Data section:
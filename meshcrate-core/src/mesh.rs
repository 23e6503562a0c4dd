//! Mesh input and output records
//!
//! `MeshInput` is the plain-data shape an importer hands to the build
//! pipeline; `MeshOutput` is the compacted, GPU-ready result.

use crate::error::{Error, Result};
use crate::point::*;
use crate::warning::BuildWarning;
use crate::MAX_UV_CHANNELS;
use bytemuck::{Pod, Zeroable};
use serde::{Deserialize, Serialize};

/// A triangle mesh with per-vertex positions and per-corner attributes
///
/// Positions are shared by index; every other attribute stream is laid out
/// per corner (`indices.len()` entries) so each triangle slot can carry its
/// own normal, tangent, UVs and color.
#[derive(Debug, Clone, Default, Serialize, Deserialize)]
pub struct MeshInput {
    pub positions: Vec<Point3f>,
    pub indices: Vec<u32>,
    pub normals: Option<Vec<Vector3f>>,
    pub tangents: Option<Vec<Tangent>>,
    pub uv_channels: Vec<Vec<Uv>>,
    pub colors: Option<Vec<Vector4f>>,
    /// Material/section index per face; empty means every face uses material 0
    pub material_indices: Vec<i32>,
    /// Legacy smoothing-group bitmask per face
    pub smoothing_masks: Option<Vec<u32>>,
}

impl MeshInput {
    /// Create a mesh from positions and a flat triangle index buffer
    pub fn new(positions: Vec<Point3f>, indices: Vec<u32>) -> Self {
        Self {
            positions,
            indices,
            ..Self::default()
        }
    }

    /// Create a mesh from positions and triangle faces
    pub fn from_triangles(positions: Vec<Point3f>, faces: &[[u32; 3]]) -> Self {
        let indices = faces.iter().flatten().copied().collect();
        Self::new(positions, indices)
    }

    pub fn with_normals(mut self, normals: Vec<Vector3f>) -> Self {
        self.normals = Some(normals);
        self
    }

    pub fn with_tangents(mut self, tangents: Vec<Tangent>) -> Self {
        self.tangents = Some(tangents);
        self
    }

    /// Append a UV channel
    pub fn with_uv_channel(mut self, uvs: Vec<Uv>) -> Self {
        self.uv_channels.push(uvs);
        self
    }

    pub fn with_colors(mut self, colors: Vec<Vector4f>) -> Self {
        self.colors = Some(colors);
        self
    }

    pub fn with_material_indices(mut self, material_indices: Vec<i32>) -> Self {
        self.material_indices = material_indices;
        self
    }

    pub fn with_smoothing_masks(mut self, masks: Vec<u32>) -> Self {
        self.smoothing_masks = Some(masks);
        self
    }

    /// Get the number of position vertices
    pub fn vertex_count(&self) -> usize {
        self.positions.len()
    }

    /// Get the number of triangles
    pub fn face_count(&self) -> usize {
        self.indices.len() / 3
    }

    /// Get the number of corners (vertex-instances)
    pub fn corner_count(&self) -> usize {
        self.indices.len()
    }

    /// Check if the mesh is empty
    pub fn is_empty(&self) -> bool {
        self.positions.is_empty() || self.indices.is_empty()
    }

    /// Material index of a face
    pub fn face_material(&self, face: usize) -> i32 {
        self.material_indices.get(face).copied().unwrap_or(0)
    }

    /// Check every precondition of the build pipeline
    pub fn validate(&self) -> Result<()> {
        if self.indices.len() % 3 != 0 {
            return Err(Error::InvalidInput(format!(
                "Index buffer length {} is not divisible by 3",
                self.indices.len()
            )));
        }

        let vertex_count = self.positions.len();
        if let Some((slot, index)) = self
            .indices
            .iter()
            .enumerate()
            .find(|(_, &index)| index as usize >= vertex_count)
        {
            return Err(Error::InvalidInput(format!(
                "Index {} at slot {} is out of range for {} vertices",
                index, slot, vertex_count
            )));
        }

        if let Some(i) = self
            .positions
            .iter()
            .position(|p| !p.iter().all(|c| c.is_finite()))
        {
            return Err(Error::InvalidInput(format!("Non-finite position at vertex {}", i)));
        }

        let corners = self.corner_count();
        check_len("normals", self.normals.as_ref().map(Vec::len), corners)?;
        check_len("tangents", self.tangents.as_ref().map(Vec::len), corners)?;
        check_len("colors", self.colors.as_ref().map(Vec::len), corners)?;

        if self.uv_channels.len() > MAX_UV_CHANNELS {
            return Err(Error::InvalidInput(format!(
                "{} UV channels exceed the maximum of {}",
                self.uv_channels.len(),
                MAX_UV_CHANNELS
            )));
        }
        for (channel, uvs) in self.uv_channels.iter().enumerate() {
            check_len(&format!("UV channel {}", channel), Some(uvs.len()), corners)?;
        }

        let faces = self.face_count();
        if !self.material_indices.is_empty() {
            check_len("material indices", Some(self.material_indices.len()), faces)?;
        }
        check_len(
            "smoothing masks",
            self.smoothing_masks.as_ref().map(Vec::len),
            faces,
        )?;

        Ok(())
    }
}

fn check_len(name: &str, len: Option<usize>, expected: usize) -> Result<()> {
    match len {
        Some(len) if len != expected => Err(Error::InvalidInput(format!(
            "{} count mismatch: {} entries for {} expected",
            name, len, expected
        ))),
        _ => Ok(()),
    }
}

/// Attribute streams sharing one index space (per corner or per vertex)
#[derive(Debug, Clone, Default, PartialEq, Serialize, Deserialize)]
pub struct AttributeStreams {
    pub positions: Vec<Point3f>,
    pub normals: Vec<Vector3f>,
    pub tangents: Vec<Vector3f>,
    pub binormal_signs: Vec<f32>,
    pub uv_channels: Vec<Vec<Uv>>,
    pub colors: Option<Vec<Vector4f>>,
}

impl AttributeStreams {
    /// Empty streams with room for `capacity` entries
    pub fn with_capacity(capacity: usize, uv_channel_count: usize, has_colors: bool) -> Self {
        Self {
            positions: Vec::with_capacity(capacity),
            normals: Vec::with_capacity(capacity),
            tangents: Vec::with_capacity(capacity),
            binormal_signs: Vec::with_capacity(capacity),
            uv_channels: (0..uv_channel_count)
                .map(|_| Vec::with_capacity(capacity))
                .collect(),
            colors: has_colors.then(|| Vec::with_capacity(capacity)),
        }
    }

    pub fn len(&self) -> usize {
        self.positions.len()
    }

    pub fn is_empty(&self) -> bool {
        self.positions.is_empty()
    }

    /// Copy entry `index` of `source` onto the end of these streams
    pub fn push_from(&mut self, source: &AttributeStreams, index: usize) {
        self.positions.push(source.positions[index]);
        self.normals.push(source.normals[index]);
        self.tangents.push(source.tangents[index]);
        self.binormal_signs.push(source.binormal_signs[index]);
        for (channel, uvs) in self.uv_channels.iter_mut().enumerate() {
            uvs.push(source.uv_channels[channel][index]);
        }
        if let (Some(colors), Some(source_colors)) = (self.colors.as_mut(), source.colors.as_ref()) {
            colors.push(source_colors[index]);
        }
    }

    /// The attribute tuple at `index`
    pub fn get(&self, index: usize) -> Corner {
        Corner {
            position: self.positions[index],
            normal: self.normals[index],
            tangent: self.tangents[index],
            binormal_sign: self.binormal_signs[index],
            uvs: self.uv_channels.iter().map(|uvs| uvs[index]).collect(),
            color: self.colors.as_ref().map(|colors| colors[index]),
        }
    }
}

/// One fully attributed vertex-instance
#[derive(Debug, Clone, PartialEq)]
pub struct Corner {
    pub position: Point3f,
    pub normal: Vector3f,
    pub tangent: Vector3f,
    pub binormal_sign: f32,
    pub uvs: Vec<Uv>,
    pub color: Option<Vector4f>,
}

/// A contiguous index range drawn with one material
#[derive(Debug, Clone, Copy, PartialEq, Eq, Serialize, Deserialize)]
pub struct MeshSection {
    pub material_index: i32,
    pub first_index: u32,
    pub triangle_count: u32,
    pub min_vertex_index: u32,
    pub max_vertex_index: u32,
}

impl MeshSection {
    /// Index buffer range covered by this section
    pub fn index_range(&self) -> std::ops::Range<usize> {
        let first = self.first_index as usize;
        first..first + self.triangle_count as usize * 3
    }
}

/// Counters collected while building a mesh
#[derive(Debug, Clone, Default, PartialEq, Eq, Serialize, Deserialize)]
pub struct BuildStats {
    pub input_triangles: usize,
    pub output_triangles: usize,
    pub output_vertices: usize,
    pub degenerate_triangles: usize,
    pub split_vertices: usize,
    pub hard_edges: usize,
    pub non_manifold_edges: usize,
    pub welded_corners: usize,
}

/// Interleaved vertex layout for GPU upload
#[derive(Debug, Clone, Copy, PartialEq, Pod, Zeroable)]
#[repr(C)]
pub struct PackedVertex {
    pub position: [f32; 3],
    pub normal: [f32; 3],
    /// Tangent xyz with the binormal sign in w
    pub tangent: [f32; 4],
    pub uv: [f32; 2],
    pub color: [f32; 4],
}

/// The compacted result of a mesh build
#[derive(Debug, Clone, Default, Serialize, Deserialize)]
pub struct MeshOutput {
    pub positions: Vec<Point3f>,
    pub normals: Vec<Vector3f>,
    pub tangents: Vec<Vector3f>,
    pub binormal_signs: Vec<f32>,
    pub uv_channels: Vec<Vec<Uv>>,
    pub colors: Option<Vec<Vector4f>>,
    pub indices: Vec<u32>,
    pub sections: Vec<MeshSection>,
    pub warnings: Vec<BuildWarning>,
    pub stats: BuildStats,
}

impl MeshOutput {
    /// Assemble an output from compacted vertex streams
    pub fn from_streams(
        vertices: AttributeStreams,
        indices: Vec<u32>,
        sections: Vec<MeshSection>,
    ) -> Self {
        let AttributeStreams {
            positions,
            normals,
            tangents,
            binormal_signs,
            uv_channels,
            colors,
        } = vertices;
        Self {
            positions,
            normals,
            tangents,
            binormal_signs,
            uv_channels,
            colors,
            indices,
            sections,
            warnings: Vec::new(),
            stats: BuildStats::default(),
        }
    }

    /// Get the number of output vertices
    pub fn vertex_count(&self) -> usize {
        self.positions.len()
    }

    /// Get the number of output triangles
    pub fn triangle_count(&self) -> usize {
        self.indices.len() / 3
    }

    /// Warnings rendered as human-readable strings
    pub fn warning_messages(&self) -> Vec<String> {
        self.warnings.iter().map(ToString::to_string).collect()
    }

    /// The attribute tuple referenced by index buffer slot `slot`
    pub fn corner(&self, slot: usize) -> Corner {
        let v = self.indices[slot] as usize;
        Corner {
            position: self.positions[v],
            normal: self.normals[v],
            tangent: self.tangents[v],
            binormal_sign: self.binormal_signs[v],
            uvs: self.uv_channels.iter().map(|uvs| uvs[v]).collect(),
            color: self.colors.as_ref().map(|colors| colors[v]),
        }
    }

    /// Interleave the vertex streams into `PackedVertex` records
    pub fn packed_vertices(&self) -> Vec<PackedVertex> {
        (0..self.vertex_count())
            .map(|v| {
                let p = self.positions[v];
                let n = self.normals[v];
                let t = self.tangents[v];
                let uv = self
                    .uv_channels
                    .first()
                    .map(|uvs| uvs[v])
                    .unwrap_or_else(Uv::zeros);
                let color = self
                    .colors
                    .as_ref()
                    .map(|colors| colors[v])
                    .unwrap_or_else(|| Vector4f::new(1.0, 1.0, 1.0, 1.0));
                PackedVertex {
                    position: [p.x, p.y, p.z],
                    normal: [n.x, n.y, n.z],
                    tangent: [t.x, t.y, t.z, self.binormal_signs[v]],
                    uv: [uv.x, uv.y],
                    color: [color.x, color.y, color.z, color.w],
                }
            })
            .collect()
    }
}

Goal of the exercise:
Copy all lines from the data above that contain the word "Serialize".

Result:
use serde::{Deserialize, Serialize};
#[derive(Debug, Clone, Default, Serialize, Deserialize)]
#[derive(Debug, Clone, Default, PartialEq, Serialize, Deserialize)]
#[derive(Debug, Clone, Copy, PartialEq, Eq, Serialize, Deserialize)]
#[derive(Debug, Clone, Default, PartialEq, Eq, Serialize, Deserialize)]
#[derive(Debug, Clone, Default, Serialize, Deserialize)]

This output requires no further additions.